Dokku Jupyterhub

The goal of this project is to run a dockerized jupyterhub instance on a dokku server.

Dokku will create and handle the docker network for the communication between jupyterhub and the jupyter notebooks (spawned as separate docker containers). Dokku performs a Dockerfile-deploy.

The spawned notebook image is based on a Docker image build from the images/Dockerfile after each deploy.

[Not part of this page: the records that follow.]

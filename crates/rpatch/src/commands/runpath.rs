//! The mutating commands: set-runpath, remove-runpath, set-soname.

use std::path::Path;

use rpatch_elf::{ElfFileIo, OpenMode, RPath};
use tracing::{error, info};

use crate::cli::{EXIT_FAILURE, EXIT_SUCCESS};

fn open_for_edit(path: &Path) -> Option<ElfFileIo> {
    let file = match ElfFileIo::open(path, OpenMode::ReadWrite) {
        Ok(file) => file,
        Err(e) => {
            error!(error = %e, "cannot open file");
            return None;
        }
    };
    if !file.is_executable_or_shared_library() {
        error!(path = %path.display(), "not an ELF executable or shared library");
        return None;
    }
    Some(file)
}

/// Handle the `set-runpath` command.
pub fn cmd_set_runpath(path: &Path, paths: &str) -> i32 {
    let Some(mut file) = open_for_edit(path) else {
        return EXIT_FAILURE;
    };

    let rpath = RPath::parse(paths);
    match file.set_run_path(&rpath) {
        Ok(()) => {
            info!(path = %path.display(), runpath = %rpath, "run path updated");
            EXIT_SUCCESS
        }
        Err(e) => {
            error!(error = %e, "failed to set run path");
            EXIT_FAILURE
        }
    }
}

/// Handle the `remove-runpath` command.
pub fn cmd_remove_runpath(path: &Path) -> i32 {
    let Some(mut file) = open_for_edit(path) else {
        return EXIT_FAILURE;
    };

    match file.set_run_path(&RPath::default()) {
        Ok(()) => {
            info!(path = %path.display(), "run path removed");
            EXIT_SUCCESS
        }
        Err(e) => {
            error!(error = %e, "failed to remove run path");
            EXIT_FAILURE
        }
    }
}

/// Handle the `set-soname` command.
pub fn cmd_set_soname(path: &Path, name: &str) -> i32 {
    if name.is_empty() {
        error!("SONAME must not be empty");
        return EXIT_FAILURE;
    }
    let Some(mut file) = open_for_edit(path) else {
        return EXIT_FAILURE;
    };

    match file.set_so_name(name) {
        Ok(()) => {
            info!(path = %path.display(), soname = name, "SONAME updated");
            EXIT_SUCCESS
        }
        Err(e) => {
            error!(error = %e, "failed to set SONAME");
            EXIT_FAILURE
        }
    }
}

#[cfg(test)]
mod tests {
    use super::*;
    use std::io::Write;

    #[test]
    fn test_missing_file_fails() {
        let path = Path::new("/nonexistent/rpatch-test");
        assert_eq!(cmd_set_runpath(path, "/tmp"), EXIT_FAILURE);
        assert_eq!(cmd_remove_runpath(path), EXIT_FAILURE);
        assert_eq!(cmd_set_soname(path, "lib.so"), EXIT_FAILURE);
    }

    #[test]
    fn test_non_elf_file_fails() {
        let mut file = tempfile::NamedTempFile::new().unwrap();
        file.write_all(b"not an elf").unwrap();
        file.flush().unwrap();
        assert_eq!(cmd_set_runpath(file.path(), "/tmp"), EXIT_FAILURE);
    }

    #[test]
    fn test_empty_soname_is_rejected() {
        assert_eq!(cmd_set_soname(Path::new("unused"), ""), EXIT_FAILURE);
    }
}
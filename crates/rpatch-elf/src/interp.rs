//! The program interpreter (`.interp`) section.

use crate::NotNullTerminatedStringError;
use crate::string_table::read_null_terminated;

/// The null-terminated dynamic loader path.
#[derive(Clone, Debug, PartialEq, Eq)]
pub struct ProgramInterpreterSection {
    pub path: String,
}

impl ProgramInterpreterSection {
    /// On-disk size including the terminator.
    pub fn byte_count(&self) -> usize {
        self.path.len() + 1
    }
}

/// Decode the interpreter path from the exact section content.
pub fn extract_program_interpreter(
    section_bytes: &[u8],
) -> Result<ProgramInterpreterSection, NotNullTerminatedStringError> {
    let raw = read_null_terminated(section_bytes)?;
    Ok(ProgramInterpreterSection {
        path: String::from_utf8_lossy(raw).into_owned(),
    })
}

/// Encode the interpreter path into `buf`.
pub fn encode_program_interpreter(buf: &mut [u8], section: &ProgramInterpreterSection) {
    assert!(buf.len() >= section.byte_count());

    buf[..section.path.len()].copy_from_slice(section.path.as_bytes());
    buf[section.path.len()] = 0;
}
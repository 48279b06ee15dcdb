//! rpatch CLI - inspect and rewrite ELF run-time search paths.

mod cli;
mod commands;

use clap::Parser;
use tracing_subscriber::EnvFilter;

use cli::Cli;

fn main() {
    let cli = Cli::parse();

    let level = if cli.silent {
        "error"
    } else if cli.verbose {
        "debug"
    } else {
        "info"
    };
    let mut filter = EnvFilter::from_default_env();
    for krate in ["rpatch", "rpatch_elf"] {
        filter = filter.add_directive(
            format!("{krate}={level}").parse().expect("static directive"),
        );
    }
    tracing_subscriber::fmt()
        .with_env_filter(filter)
        .with_target(false)
        .init();

    let exit_code = commands::run_command(&cli);
    std::process::exit(exit_code);
}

Data-Persistence is achieved by bind mounting directories from the dokku host to the notebook containers. See jupyterhub_config.py for all settings.

Dokku requirements

The following plugins are required and must be installed on your dokku host:

post-deploy-script @lebalz to build the users jupyterlab image after each deploy
postgres
letsencrypt

Create jupyterhub app folder

github.com/lebalz/dokku-jupyterhub

Create a new git project with the following files:

├── Dockerfile
├── POST_DEPLOY_SCRIPT
├── README.md
├── images
│   ├── overrides.json
│   └── Dockerfile
├── jupyterhub_config.py
└── my_azuread.py

There are two Dockerfiles - the one in the root is used to build the jupyterhub image, the one in the images folder is used to build the users jupyterlab image.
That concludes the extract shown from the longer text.